Sozialdemokrat Peter Struck, Raucher aus Leidenschaft, machte schon vor der Debatte keinen Hehl daraus, was er im Falle eines Falles getan hätte. Mit süffisantem Unterton bemerkte er: „Mit dem Gesetz könnte ich leben.“ Heißt soviel wie: Ist mir egal, ich lass' mir meine Pfeife micht verbieten.

Gelassen nahm es auch Parteikollegin Ingrid Matthäus-Maier: „Dann kommt das Nichtraucherschutzgesetz eben beim nächsten Mal.“ Sie kaschierte damit allerdings ihre Enttäuschung über die gescheiterte Gesetzesinitiative. In der Debatte hatte sie Gesundheitsminister Horst Seehofer noch aufgebracht als „Oberlobbyisten der Tabakindustrie“ verdächtigt, weil er sich als Gesundheitspolitiker nicht hinter den Entwurf stelle. Mit mehreren Milliarden Mark hätte das Gesetz die Wirtschaft belastet, glaubt zumindest die Zigarettenindustrie. Sie hat im Vorfeld der Entscheidung versucht, auf mehr als die Hälfte der Abgeordneten einzuwirken.
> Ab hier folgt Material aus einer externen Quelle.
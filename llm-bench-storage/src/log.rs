//! Append-only experiment log, one JSON line per finished experiment.
//!
//! All appends go through a single writer task that owns the file handle,
//! so concurrent experiments never interleave partial lines. Reading is
//! tolerant: the log is shared and hand-merged across branches, so blank
//! lines, merge-conflict markers and unparseable lines are skipped.

use chrono::{DateTime, Utc};
use llm_bench_core::{
    ConfigDigest, CoreError, ExperimentId, ExperimentMetrics, ExperimentResult, Result, RunStatus,
};
use serde::{Deserialize, Serialize};
use std::collections::HashMap;
use std::io;
use std::path::{Path, PathBuf};
use std::sync::Arc;
use tokio::fs::{self, OpenOptions};
use tokio::io::AsyncWriteExt;
use tokio::sync::{mpsc, oneshot};
use tracing::{debug, warn};

const MERGE_MARKERS: [&str; 3] = ["<<<<<<<", "=======", ">>>>>>>"];

// ===== Entries =====

/// Summary of one run; no per-sample detail.
#[derive(Debug, Clone, Serialize, Deserialize, PartialEq)]
pub struct LogEntry {
    pub experiment_id: ExperimentId,
    pub task_name: String,
    pub model_id: String,
    pub config_digest: ConfigDigest,
    pub timestamp: DateTime<Utc>,
    #[serde(default)]
    pub duration_ms: u64,
    pub status: RunStatus,
    #[serde(default)]
    pub expected_samples: usize,
    pub metrics: ExperimentMetrics,
}

impl From<&ExperimentResult> for LogEntry {
    fn from(result: &ExperimentResult) -> Self {
        Self {
            experiment_id: result.experiment_id.clone(),
            task_name: result.task_name.clone(),
            model_id: result.config.model_id.clone(),
            config_digest: result.config_digest.clone(),
            timestamp: result.timestamp,
            duration_ms: result.duration_ms,
            status: result.status.clone(),
            expected_samples: result.expected_samples,
            metrics: result.metrics.clone(),
        }
    }
}

// ===== Writer =====

struct AppendCommand {
    line: String,
    ack: oneshot::Sender<io::Result<()>>,
}

/// Handle to the single task that appends to the log file.
#[derive(Debug, Clone)]
pub struct LogWriter {
    tx: mpsc::Sender<AppendCommand>,
    path: Arc<PathBuf>,
}

impl LogWriter {
    /// Open (creating if needed) the log at `path` and start the writer task.
    /// Must be called inside a Tokio runtime.
    pub async fn open(path: impl Into<PathBuf>) -> Result<Self> {
        let path = path.into();
        if let Some(parent) = path.parent().filter(|p| !p.as_os_str().is_empty()) {
            fs::create_dir_all(parent).await?;
        }
        let file = OpenOptions::new()
            .create(true)
            .append(true)
            .open(&path)
            .await?;

        let (tx, rx) = mpsc::channel(64);
        tokio::spawn(run_writer(file, rx));
        debug!(path = %path.display(), "Log writer started");

        Ok(Self {
            tx,
            path: Arc::new(path),
        })
    }

    pub fn path(&self) -> &Path {
        &self.path
    }

    /// Append one entry; resolves once the line is written.
    pub async fn append(&self, entry: &LogEntry) -> Result<()> {
        let line = serde_json::to_string(entry)?;
        let (ack, done) = oneshot::channel();
        self.tx
            .send(AppendCommand { line, ack })
            .await
            .map_err(|_| CoreError::InvalidState("log writer has stopped".to_string()))?;
        done.await
            .map_err(|_| CoreError::InvalidState("log writer dropped the append".to_string()))?
            .map_err(CoreError::Io)
    }
}

async fn run_writer(mut file: fs::File, mut rx: mpsc::Receiver<AppendCommand>) {
    while let Some(AppendCommand { line, ack }) = rx.recv().await {
        let mut buf = line.into_bytes();
        buf.push(b'\n');
        let written = match file.write_all(&buf).await {
            Ok(()) => file.flush().await,
            Err(e) => Err(e),
        };
        if let Err(e) = &written {
            warn!(error = %e, "Failed to append to experiment log");
        }
        let _ = ack.send(written);
    }
}

// ===== Reading =====

/// Parse log text, skipping anything that is not a complete entry.
pub fn parse_log(text: &str) -> Vec<LogEntry> {
    let mut entries = Vec::new();
    for (number, line) in text.lines().enumerate() {
        let line = line.trim();
        if line.is_empty() || MERGE_MARKERS.iter().any(|m| line.starts_with(m)) {
            continue;
        }
        match serde_json::from_str::<LogEntry>(line) {
            Ok(entry) if !entry.experiment_id.as_str().is_empty() => entries.push(entry),
            Ok(_) => debug!(line = number + 1, "Skipping log entry without an identifier"),
            Err(e) => debug!(line = number + 1, error = %e, "Skipping unparseable log line"),
        }
    }
    entries
}

/// Every entry in the log at `path`; a missing log is empty.
pub async fn read_log(path: impl AsRef<Path>) -> Result<Vec<LogEntry>> {
    match fs::read_to_string(path.as_ref()).await {
        Ok(text) => Ok(parse_log(&text)),
        Err(e) if e.kind() == io::ErrorKind::NotFound => Ok(Vec::new()),
        Err(e) => Err(e.into()),
    }
}

/// One entry per identifier, the most recent run winning, newest first.
pub fn latest_entries(entries: Vec<LogEntry>) -> Vec<LogEntry> {
    let mut latest: HashMap<ExperimentId, LogEntry> = HashMap::new();
    for entry in entries {
        match latest.get(&entry.experiment_id) {
            Some(existing) if existing.timestamp > entry.timestamp => {}
            _ => {
                latest.insert(entry.experiment_id.clone(), entry);
            }
        }
    }
    let mut entries: Vec<LogEntry> = latest.into_values().collect();
    entries.sort_by(|a, b| {
        b.timestamp
            .cmp(&a.timestamp)
            .then_with(|| a.experiment_id.cmp(&b.experiment_id))
    });
    entries
}
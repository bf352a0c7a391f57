use chrono::Utc;
use futures::stream::{self, StreamExt};
use llm_bench_client::{InferenceClient, InferenceRequest, RetryingClient};
use llm_bench_core::{
    ErrorKind, ExperimentConfig, ExperimentId, ExperimentResult, GroundTruth, PromptFormatter,
    Result, RunStatus, Sample, SampleError, SampleResult, Scorer, TaskDefinition,
};
use llm_bench_metrics::{parse_prediction, DefaultScorer, MetricAggregator};
use std::any::Any;
use std::panic::{self, AssertUnwindSafe};
use std::sync::{Arc, Mutex};
use std::time::Instant;
use tokio::sync::broadcast;
use tokio_util::sync::CancellationToken;
use tracing::{debug, error, info, warn};

use crate::events::RunEvent;
use crate::formatting::{resolve_system_instructions, DefaultPromptFormatter};

pub const DEFAULT_SAMPLE_CONCURRENCY: usize = 4;

/// Everything shared by the samples of one experiment.
struct RunContext<'a> {
    experiment_id: &'a ExperimentId,
    task: &'a TaskDefinition,
    config: &'a ExperimentConfig,
    template: &'a str,
    system_instructions: Option<String>,
    formatter: &'a dyn PromptFormatter,
    scorer: &'a dyn Scorer,
    client: RetryingClient,
    halt: CancellationToken,
    fatal: Mutex<Option<SampleError>>,
}

/// Runs one configuration against one task.
///
/// Samples are dispatched through a bounded, order-preserving pool so the
/// results always come back in input order. The runner never persists.
#[derive(Clone)]
pub struct ExperimentRunner {
    client: Arc<dyn InferenceClient>,
    sample_concurrency: usize,
    default_system_instructions: Option<String>,
    progress_tx: Option<broadcast::Sender<RunEvent>>,
}

impl ExperimentRunner {
    pub fn new(client: Arc<dyn InferenceClient>) -> Self {
        Self {
            client,
            sample_concurrency: DEFAULT_SAMPLE_CONCURRENCY,
            default_system_instructions: None,
            progress_tx: None,
        }
    }

    pub fn with_sample_concurrency(mut self, concurrency: usize) -> Self {
        self.sample_concurrency = concurrency.max(1);
        self
    }

    /// Instructions used when neither the config nor the task has any.
    pub fn with_default_system_instructions(mut self, instructions: impl Into<String>) -> Self {
        self.default_system_instructions = Some(instructions.into());
        self
    }

    /// Enable progress tracking
    pub fn enable_progress_tracking(&mut self) -> broadcast::Receiver<RunEvent> {
        match &self.progress_tx {
            Some(tx) => tx.subscribe(),
            None => {
                let (tx, rx) = broadcast::channel(1024);
                self.progress_tx = Some(tx);
                rx
            }
        }
    }

    pub fn sample_concurrency(&self) -> usize {
        self.sample_concurrency
    }

    pub(crate) fn report_progress(&self, event: RunEvent) {
        if let Some(tx) = &self.progress_tx {
            let _ = tx.send(event);
        }
    }

    pub async fn run(&self, task: &TaskDefinition, config: &ExperimentConfig) -> Result<ExperimentResult> {
        self.run_with_cancel(task, config, CancellationToken::new()).await
    }

    /// Like [`run`](Self::run), but stops dispatching samples once `cancel`
    /// fires. In-flight calls complete and their results are kept; a sample
    /// waiting to retry gives up and is left out, like an undispatched one.
    ///
    /// Errors only when the configuration itself is invalid; every
    /// per-sample failure is captured in the returned result.
    pub async fn run_with_cancel(
        &self,
        task: &TaskDefinition,
        config: &ExperimentConfig,
        cancel: CancellationToken,
    ) -> Result<ExperimentResult> {
        config.validate_config()?;
        let config_digest = config.digest(task.name())?;
        let experiment_id = ExperimentId::from_digest(&config_digest);

        let default_formatter = DefaultPromptFormatter;
        let default_scorer = DefaultScorer;
        let context = RunContext {
            experiment_id: &experiment_id,
            task,
            config,
            template: config
                .prompt_template
                .as_deref()
                .unwrap_or_else(|| task.prompt_template()),
            system_instructions: resolve_system_instructions(
                task,
                config,
                self.default_system_instructions.as_deref(),
            ),
            formatter: task
                .formatter()
                .map_or(&default_formatter as &dyn PromptFormatter, |f| f.as_ref()),
            scorer: task
                .scorer()
                .map_or(&default_scorer as &dyn Scorer, |s| s.as_ref()),
            client: RetryingClient::for_config(self.client.clone(), config),
            halt: cancel.child_token(),
            fatal: Mutex::new(None),
        };

        info!(
            experiment_id = %experiment_id,
            task = task.name(),
            model = %config.model_id,
            samples = task.len(),
            scorer = context.scorer.name(),
            "Starting experiment"
        );
        self.report_progress(RunEvent::ExperimentStarted {
            experiment_id: experiment_id.clone(),
            task: task.name().to_string(),
            model_id: config.model_id.clone(),
            samples: task.len(),
        });

        let started = Instant::now();
        let context = &context;
        let sample_results: Vec<SampleResult> = stream::iter(task.samples().iter().enumerate())
            .map(|(index, sample)| self.run_sample(context, index, sample))
            .buffered(self.sample_concurrency)
            .filter_map(|result| async move { result })
            .collect()
            .await;

        let status = match context.fatal.lock().ok().and_then(|mut slot| slot.take()) {
            Some(SampleError { kind, message }) => RunStatus::Aborted { kind, message },
            None if cancel.is_cancelled() && sample_results.len() < task.len() => RunStatus::Cancelled,
            None => RunStatus::Completed,
        };
        let metrics = MetricAggregator::summarize(&sample_results);

        match &status {
            RunStatus::Completed => info!(
                experiment_id = %experiment_id,
                success_rate = metrics.success_rate,
                average_score = ?metrics.average_score,
                "Experiment completed"
            ),
            RunStatus::Cancelled => warn!(
                experiment_id = %experiment_id,
                completed = sample_results.len(),
                expected = task.len(),
                "Experiment cancelled"
            ),
            RunStatus::Aborted { kind, message } => error!(
                experiment_id = %experiment_id,
                kind = %kind,
                completed = sample_results.len(),
                expected = task.len(),
                "Experiment aborted: {}",
                message
            ),
        }

        let result = ExperimentResult {
            experiment_id,
            task_name: task.name().to_string(),
            config: config.clone(),
            config_digest,
            timestamp: Utc::now(),
            duration_ms: started.elapsed().as_millis() as u64,
            status,
            expected_samples: task.len(),
            sample_results,
            metrics,
        };

        self.report_progress(RunEvent::ExperimentFinished {
            experiment_id: result.experiment_id.clone(),
            task: result.task_name.clone(),
            status: result.status.clone(),
            metrics: result.metrics.clone(),
        });

        Ok(result)
    }

    /// `None` when the sample was never dispatched or its retries were
    /// abandoned on cancellation.
    async fn run_sample(
        &self,
        context: &RunContext<'_>,
        index: usize,
        sample: &Sample,
    ) -> Option<SampleResult> {
        if context.halt.is_cancelled() {
            return None;
        }

        let ground_truth = context.task.ground_truth_for(index).cloned();
        let prompt = context.formatter.format(
            context.template,
            sample,
            ground_truth.as_ref(),
            context.task.schema(),
        );
        let request = InferenceRequest::from_config(
            context.config,
            context.system_instructions.clone(),
            prompt,
        );

        let started = Instant::now();
        let outcome = context.client.invoke_with_cancel(&request, &context.halt).await;
        let latency_ms = started.elapsed().as_millis() as u64;

        let result = match outcome {
            Ok(completion) => {
                let response = completion.response;
                let (score, error) =
                    score_sample(context.scorer, &response.text, ground_truth.as_ref(), sample);
                if let Some(error) = &error {
                    warn!(
                        experiment_id = %context.experiment_id,
                        sample = index,
                        scorer = context.scorer.name(),
                        "Scoring failed: {}",
                        error.message
                    );
                }
                debug!(
                    experiment_id = %context.experiment_id,
                    sample = index,
                    attempts = completion.attempts,
                    score = ?score,
                    "Sample completed"
                );
                SampleResult {
                    index,
                    input: sample.clone(),
                    prediction: Some(parse_prediction(&response.text)),
                    response: Some(response.text),
                    reasoning: response.reasoning,
                    ground_truth,
                    score,
                    error,
                    attempts: completion.attempts,
                    usage: response.usage,
                    latency_ms,
                }
            }
            Err(failure) if failure.cancelled => {
                debug!(
                    experiment_id = %context.experiment_id,
                    sample = index,
                    attempts = failure.attempts,
                    "Sample abandoned: {}",
                    failure.error
                );
                return None;
            }
            Err(failure) => {
                let kind = failure.error.kind();
                let sample_error = SampleError::new(kind, failure.error.to_string());
                if kind.is_fatal_for_run() {
                    if let Ok(mut slot) = context.fatal.lock() {
                        slot.get_or_insert_with(|| sample_error.clone());
                    }
                    context.halt.cancel();
                } else {
                    warn!(
                        experiment_id = %context.experiment_id,
                        sample = index,
                        attempts = failure.attempts,
                        kind = %kind,
                        "Sample failed: {}",
                        failure.error
                    );
                }
                SampleResult::failed(
                    index,
                    sample.clone(),
                    ground_truth,
                    sample_error,
                    failure.attempts,
                    latency_ms,
                )
            }
        };

        self.report_progress(RunEvent::SampleCompleted {
            experiment_id: context.experiment_id.clone(),
            index,
            succeeded: result.succeeded(),
            score: result.score,
        });
        Some(result)
    }
}

/// Score one response. Absent ground truth is unscored; a scorer error,
/// panic or out-of-range value degrades to a null score with a
/// `ScoringFailure`.
fn score_sample(
    scorer: &dyn Scorer,
    response: &str,
    ground_truth: Option<&GroundTruth>,
    sample: &Sample,
) -> (Option<f64>, Option<SampleError>) {
    let Some(ground_truth) = ground_truth else {
        return (None, None);
    };

    let outcome = panic::catch_unwind(AssertUnwindSafe(|| {
        scorer.score(response, ground_truth, sample)
    }));

    let failure = |message: String| -> (Option<f64>, Option<SampleError>) {
        (None, Some(SampleError::new(ErrorKind::ScoringFailure, message)))
    };
    match outcome {
        Ok(Ok(Some(score))) if (0.0..=1.0).contains(&score) => (Some(score), None),
        Ok(Ok(Some(score))) => failure(format!(
            "scorer {} returned {} outside [0, 1]",
            scorer.name(),
            score
        )),
        Ok(Ok(None)) => (None, None),
        Ok(Err(e)) => failure(format!("scorer {} failed: {}", scorer.name(), e)),
        Err(payload) => failure(format!(
            "scorer {} panicked: {}",
            scorer.name(),
            panic_message(payload.as_ref())
        )),
    }
}

fn panic_message(payload: &(dyn Any + Send)) -> String {
    if let Some(message) = payload.downcast_ref::<&str>() {
        message.to_string()
    } else if let Some(message) = payload.downcast_ref::<String>() {
        message.clone()
    } else {
        "unknown panic".to_string()
    }
}
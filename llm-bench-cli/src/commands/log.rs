use anyhow::Result;
use clap::Args;

use crate::context::Context;

#[derive(Debug, Args)]
pub struct LogArgs {
    /// Show every logged run instead of the latest run per experiment
    #[arg(long)]
    pub all: bool,

    /// Only experiments for this task
    #[arg(short, long)]
    pub task: Option<String>,

    /// Only experiments for this model
    #[arg(short, long)]
    pub model: Option<String>,

    /// Maximum number of entries to show
    #[arg(short, long, default_value = "50")]
    pub limit: usize,
}

pub async fn execute(ctx: &Context, args: LogArgs) -> Result<()> {
    let store = ctx.store().await?;
    let mut entries = if args.all {
        let mut history = store.history().await?;
        history.reverse();
        history
    } else {
        store.latest().await?
    };

    entries.retain(|entry| {
        args.task.as_deref().map_or(true, |t| entry.task_name == t)
            && args.model.as_deref().map_or(true, |m| entry.model_id == m)
    });
    entries.truncate(args.limit);

    ctx.output.log_entries(&entries)
}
Beide Seiten hatten sich in einer emotional geführten Debatte leidenschaftlich für ihre Positionen eingesetzt. Der Fraktionszwang war aufgehoben, es galt Überzeugungsarbeit zu leisten. Die Gegner des Gesetzes warfen den Initiatoren Regelungswut vor. Die wiederum wollten vor allem Nichtraucher da schützen, wo sie sich dem Zigarettenqualm nicht entziehen können: in öffentlichen Räumen und Büros. Die Bündnisgrünen hatten zwar geplant, auch Restaurants in das Gesetz einzubinden, ihre Vorschläge fanden aber wenig Gehör. Darum stellte Gerald Häfner von Bündnis 90/Die Grünen von vornherein klar: „Wenn unser Entwurf scheitert, werden wir uns geschlossen der interfraktionellen Vorlage anschließen.“

„Niemand will Raucher diskriminieren oder gar stigmatisieren“, verteidigte die SPD-Abgeordnete Ute Tietze-Stecher den überfraktionellen Entwurf. Beim Nichtraucherschutz könne man sich nicht allein auf die Rüchsichtnahmen und Toleranz der Raucher verlassen. Burkhard Hirsch von der FDP pflichtete ihr bei: „Wir könnten auch die Zehn Gebote abschaffen, wenn sich alle daran halten würden – aber die Menschen tun es nicht.“ Eine gesetzliche Regelung sei deshalb notwendig.

Der drogenpolitische Sprecher der CDU-Bundestagsfraktion, Roland Sauer, verwies auf die 400 Menschen, die Jahr für Jahr an den Folgen des Passivrauchens sterben. Vor allem Kinder und Jugendliche seien davor zu schützen. Hier müsse der Gesetzgeber helfen. Einen „Krieg zwischen Rauchern und Nichtrauchern“ werde es jedoch nicht geben.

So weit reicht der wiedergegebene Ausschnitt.